Here is the code on process 1
if ((sem1 = sem_open(request->mem_group.sem_name, O_CREAT, 0644, 0)) ==
SEM_FAILED) {
perror("sem_open");
goto finish;
}
cache = simplecache_get(request->file_path);
*(int *)mem_shared = cache == -1 ? -1 : 1;
sem_post(sem);
sem_wait(sem);
if (cache == -1) {
break;
fprintf(stdout, "File was not found, going to finish\n");
}
file_length = lseek(cache, 0, SEEK_END);
lseek(cache, 0, SEEK_SET);
*(size_t *)mem_shared = file_length;
sem_post(sem);
sem_wait(sem1);
if (!file_len) {
goto finish;
}
bytes_transferred = 0;
while (bytes_transferred < file_len) {
//rest of while loop here which transfers file
And here is the block of code in Process 2 where it should be catching the semaphore but doesn't
sem_wait(sem1);
file_size = *(size_t *)mem_shared;
gfs_sendheader(ctx, GF_OK, file_size);
sem_post(sem1);
if (!file_size) {
fprintf(stderr, "File is empty. Go to finish");
break;
}
So the idea is - this process 2 should be getting the seemaphore in between post/wait in the other process- and at that point the shared mem segment has data in it and isn't empty. However instead, it catches the semaphore at the very END of the other process, when it has emptied the sahred memory segment and deleted any data inside of it.

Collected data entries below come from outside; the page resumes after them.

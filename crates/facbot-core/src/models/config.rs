//! Configuration structures for the assistant, PDF, chat and export layers.

use serde::{Deserialize, Serialize};
use std::path::PathBuf;

use crate::error::{FacbotError, Result};

/// Main configuration for facbot.
#[derive(Debug, Clone, Default, Serialize, Deserialize)]
#[serde(default)]
pub struct FacbotConfig {
    /// Remote assistant configuration.
    pub assistant: AssistantConfig,

    /// PDF processing configuration.
    pub pdf: PdfConfig,

    /// Conversation configuration.
    pub chat: ChatConfig,

    /// Export configuration.
    pub export: ExportConfig,
}

/// Remote assistant binding.
#[derive(Debug, Clone, Serialize, Deserialize)]
#[serde(default)]
pub struct AssistantConfig {
    /// Base URL of the assistants API.
    pub base_url: String,

    /// Opaque identifier of the preconfigured assistant.
    pub assistant_id: String,

    /// Environment variable holding the API key.
    pub api_key_env: String,

    /// File holding the API key, read when the environment variable is unset.
    pub api_key_file: Option<PathBuf>,

    /// Per-request timeout in seconds. Unset means no timeout.
    pub timeout_secs: Option<u64>,
}

impl Default for AssistantConfig {
    fn default() -> Self {
        Self {
            base_url: "https://api.openai.com/v1".to_string(),
            assistant_id: String::new(),
            api_key_env: "OPENAI_API_KEY".to_string(),
            api_key_file: None,
            timeout_secs: None,
        }
    }
}

/// PDF processing configuration.
#[derive(Debug, Clone, Serialize, Deserialize)]
#[serde(default)]
pub struct PdfConfig {
    /// Try to open encrypted PDFs with an empty password.
    pub decrypt_empty_password: bool,

    /// Text inserted between consecutive pages.
    pub page_separator: String,
}

impl Default for PdfConfig {
    fn default() -> Self {
        Self {
            decrypt_empty_password: true,
            page_separator: String::new(),
        }
    }
}

/// Conversation configuration.
#[derive(Debug, Clone, Serialize, Deserialize)]
#[serde(default)]
pub struct ChatConfig {
    /// First assistant message of every session.
    pub greeting: String,

    /// Avatar reference attached to assistant messages.
    pub avatar: Option<String>,

    /// Interpret free text as the add-another/finish answer after an upload.
    pub keyword_decisions: bool,

    /// Substrings that count as "yes, add another invoice".
    pub affirmative_keywords: Vec<String>,
}

impl Default for ChatConfig {
    fn default() -> Self {
        Self {
            greeting: "¡Hola! Soy FacBot. Sube una factura en PDF para procesarla. 🤖".to_string(),
            avatar: Some("avatar.png".to_string()),
            keyword_decisions: false,
            affirmative_keywords: ["sí", "si", "claro", "ok", "otra", "más"]
                .into_iter()
                .map(String::from)
                .collect(),
        }
    }
}

/// Export configuration.
#[derive(Debug, Clone, Serialize, Deserialize)]
#[serde(default)]
pub struct ExportConfig {
    /// Worksheet name in the xlsx file.
    pub sheet_name: String,

    /// File name without extension.
    pub file_stem: String,

    /// Append a generation timestamp to the file name.
    pub timestamped: bool,
}

impl Default for ExportConfig {
    fn default() -> Self {
        Self {
            sheet_name: "Productos".to_string(),
            file_stem: "productos_facturas".to_string(),
            timestamped: true,
        }
    }
}

impl FacbotConfig {
    /// Load configuration from a JSON file.
    pub fn from_file(path: &std::path::Path) -> Result<Self> {
        let content = std::fs::read_to_string(path)?;
        serde_json::from_str(&content)
            .map_err(|e| FacbotError::Config(format!("{}: {}", path.display(), e)))
    }

    /// Save configuration to a JSON file.
    pub fn save(&self, path: &std::path::Path) -> Result<()> {
        let content =
            serde_json::to_string_pretty(self).map_err(|e| FacbotError::Config(e.to_string()))?;
        std::fs::write(path, content)?;
        Ok(())
    }
}
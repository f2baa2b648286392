//! Core library for conversational invoice digitization.
//!
//! This crate provides:
//! - PDF text extraction (lopdf with a pdf-extract fallback pass)
//! - A client for a hosted assistants-style language model
//! - Best-effort parsing of the assistant's JSON reply into invoice records
//! - Accumulation of line items and xlsx/CSV export
//! - The session state machine that drives a chat-style front-end

pub mod assistant;
pub mod error;
pub mod export;
pub mod invoice;
pub mod models;
pub mod pdf;
pub mod session;

pub use assistant::{Assistant, AssistantClient};
pub use error::{ExportError, FacbotError, PdfError, RemoteServiceError, Result};
pub use export::{ExportArtifact, ExportFormat, ExportService};
pub use invoice::{InvoiceRecord, InvoiceRecordStore, LineItemRow, ParseWarning, ResponseParser};
pub use models::config::FacbotConfig;
pub use models::message::{ChatMessage, Role};
pub use pdf::{PdfTextExtractor, TextExtractor};
pub use session::{
    ButtonId, ConversationController, Envelope, Event, EventId, Notice, NoticeLevel, Phase,
    Session, TurnOutcome, TurnReport, View,
};
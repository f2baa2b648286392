//! Remote assistant used for invoice extraction and free-form chat.

mod client;
mod prompt;

pub use client::AssistantClient;
pub use prompt::{extraction_prompt, strip_citations};

use crate::error::RemoteServiceError;

/// Result type for assistant calls.
pub type Result<T> = std::result::Result<T, RemoteServiceError>;

/// A conversational service that answers one message per call.
///
/// Implementations return only the complete reply; any streaming happens
/// inside the call.
#[allow(async_fn_in_trait)]
pub trait Assistant {
    /// Ask for the structured JSON representation of an invoice's text.
    async fn extract_invoice(&self, invoice_text: &str) -> Result<String>;

    /// Send a free-form chat turn.
    async fn chat(&self, message: &str) -> Result<String>;
}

I did a lot of trouble shooting and confirmed that a) the semaphore is the same semaphore in each process b) Process 1 does at some point increment the semaphore, and then catch the same semaphore and decrement it (checked this with sem_getvalue)
I am running this on a Ubuntu virtual machine through Oracle VM VirtualBox. Underlying laptop is a Microsoft Surfacebook.
Have been stuck on this problem for 48 hours and feel extremely discouraged. Any tips or advice on how to more strategically debug it would also be appreciated.